Si la philosophie actuellement dominante est la chose la plus étrangère au monde moderne fondé sur les sciences, ce n’est pas l’effet du hasard. S’il y a même un grand écart entre les idéologies et l’évolution des capacités scientifiques et techniques, c’est le reflet d’un grand écart, réel, entre les capacités de la société humaine et la réalité de la misère humaine. L’arriération idéologique n’est pas simplement le produit d’une volonté de la classe dirigeante d’empêcher le développement d’idées nouvelles. Elle est le produit de l’arriération sociale. L’idéologie d’une époque dépend bien sûr de son niveau scientifique et technologique, c’est-à-dire du niveau des forces productives, mais plus encore de l’organisation sociale, de l’état des rapports entre hommes, c’est-à-dire fondamentalement des rapports de production et de la structure sociale qui en découle. Si on peut s’étonner du grand écart entre l’homme envisageant de construire des plates-formes dans l’espace et l’homme s’inclinant devant les puissances mystiques du passé, cela est bien moins étonnant si on songe qu’en même temps qu’il s’incline devant les dieux l’homme continue à s’incliner devant l’argent, le pouvoir capitaliste et les rapports de production que ceux-ci imposent. Le fatalisme idéologique est en rapport direct avec le fatalisme social. Une idéologie sociale bloquée provient d’une société dont l’évolution est bloquée et qui nécessite, plus que jamais, une révolution sociale pour avancer. Pour comprendre le maintien des religions et des superstitions au 21ème siècle, la contradiction n’est pas spirituelle mais bien réelle. La science mise au service de l’oppression de l’homme ne peut suffire à secouer les toiles d’araignée qu’impose la mystification des bases des rapports humains.

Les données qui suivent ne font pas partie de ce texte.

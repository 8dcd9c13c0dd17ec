// src/infra/logger.rs — Structured logging with tracing

use tracing_subscriber::{fmt, EnvFilter};

/// Env var consulted after `RUST_LOG`.
pub const LOG_ENV: &str = "PROPHET_LOG";

/// Install the global subscriber. Filter priority: RUST_LOG > PROPHET_LOG > `default_level`.
pub fn init_logging(default_level: &str) {
    let filter = EnvFilter::try_from_default_env()
        .or_else(|_| EnvFilter::try_from_env(LOG_ENV))
        .unwrap_or_else(|_| EnvFilter::new(default_level));

    // try_init: tests and benches may install a subscriber first
    let _ = fmt()
        .with_env_filter(filter)
        .with_target(false)
        .with_writer(std::io::stderr)
        .compact()
        .try_init();
}

/// Default level for the CLI verbosity flag.
pub fn level_for(verbose: bool) -> &'static str {
    if verbose {
        "info"
    } else {
        "warn"
    }
}

#[cfg(test)]
mod tests {
    use super::*;

    #[test]
    fn test_level_for() {
        assert_eq!(level_for(true), "info");
        assert_eq!(level_for(false), "warn");
    }

    #[test]
    fn test_init_twice_is_harmless() {
        init_logging("warn");
        init_logging("debug");
    }
}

En paraphrasant une déclaration fameuse de Marx, l’humanité ne résout que les problèmes qu’elle décide de se poser ! Mais pour cela, la classe opprimée a besoin d’ôter de sa tête les vieilleries fatalistes et métaphysiques, de penser avec sa propre tête, et dans l’action, les lois de la lutte des classes. C’est dans ce but qu’elle a absolument besoin de remplacer l’idéologie de passivité et d’ignorance par une philosophie révolutionnaire qui s’appuie sur les résultats des sciences de la nature et de la société.
On peut conclure avec Karl Marx : « La tête de cette émancipation (de l’humanité) est la philosophie. Son coeur le prolétariat. » (dans « Contribution à la critique de la philosophie du droit de Hegel »). L’émancipation de l’humanité ne viendra pas seulement des idées (scientifiques et philosophiques) mais de l’action, c’est-à-dire de la lutte des opprimés et de la révolution sociale. En ce sens, c’est l’Histoire qui doit avoir le dernier mot et transformer les potentialités en réalité.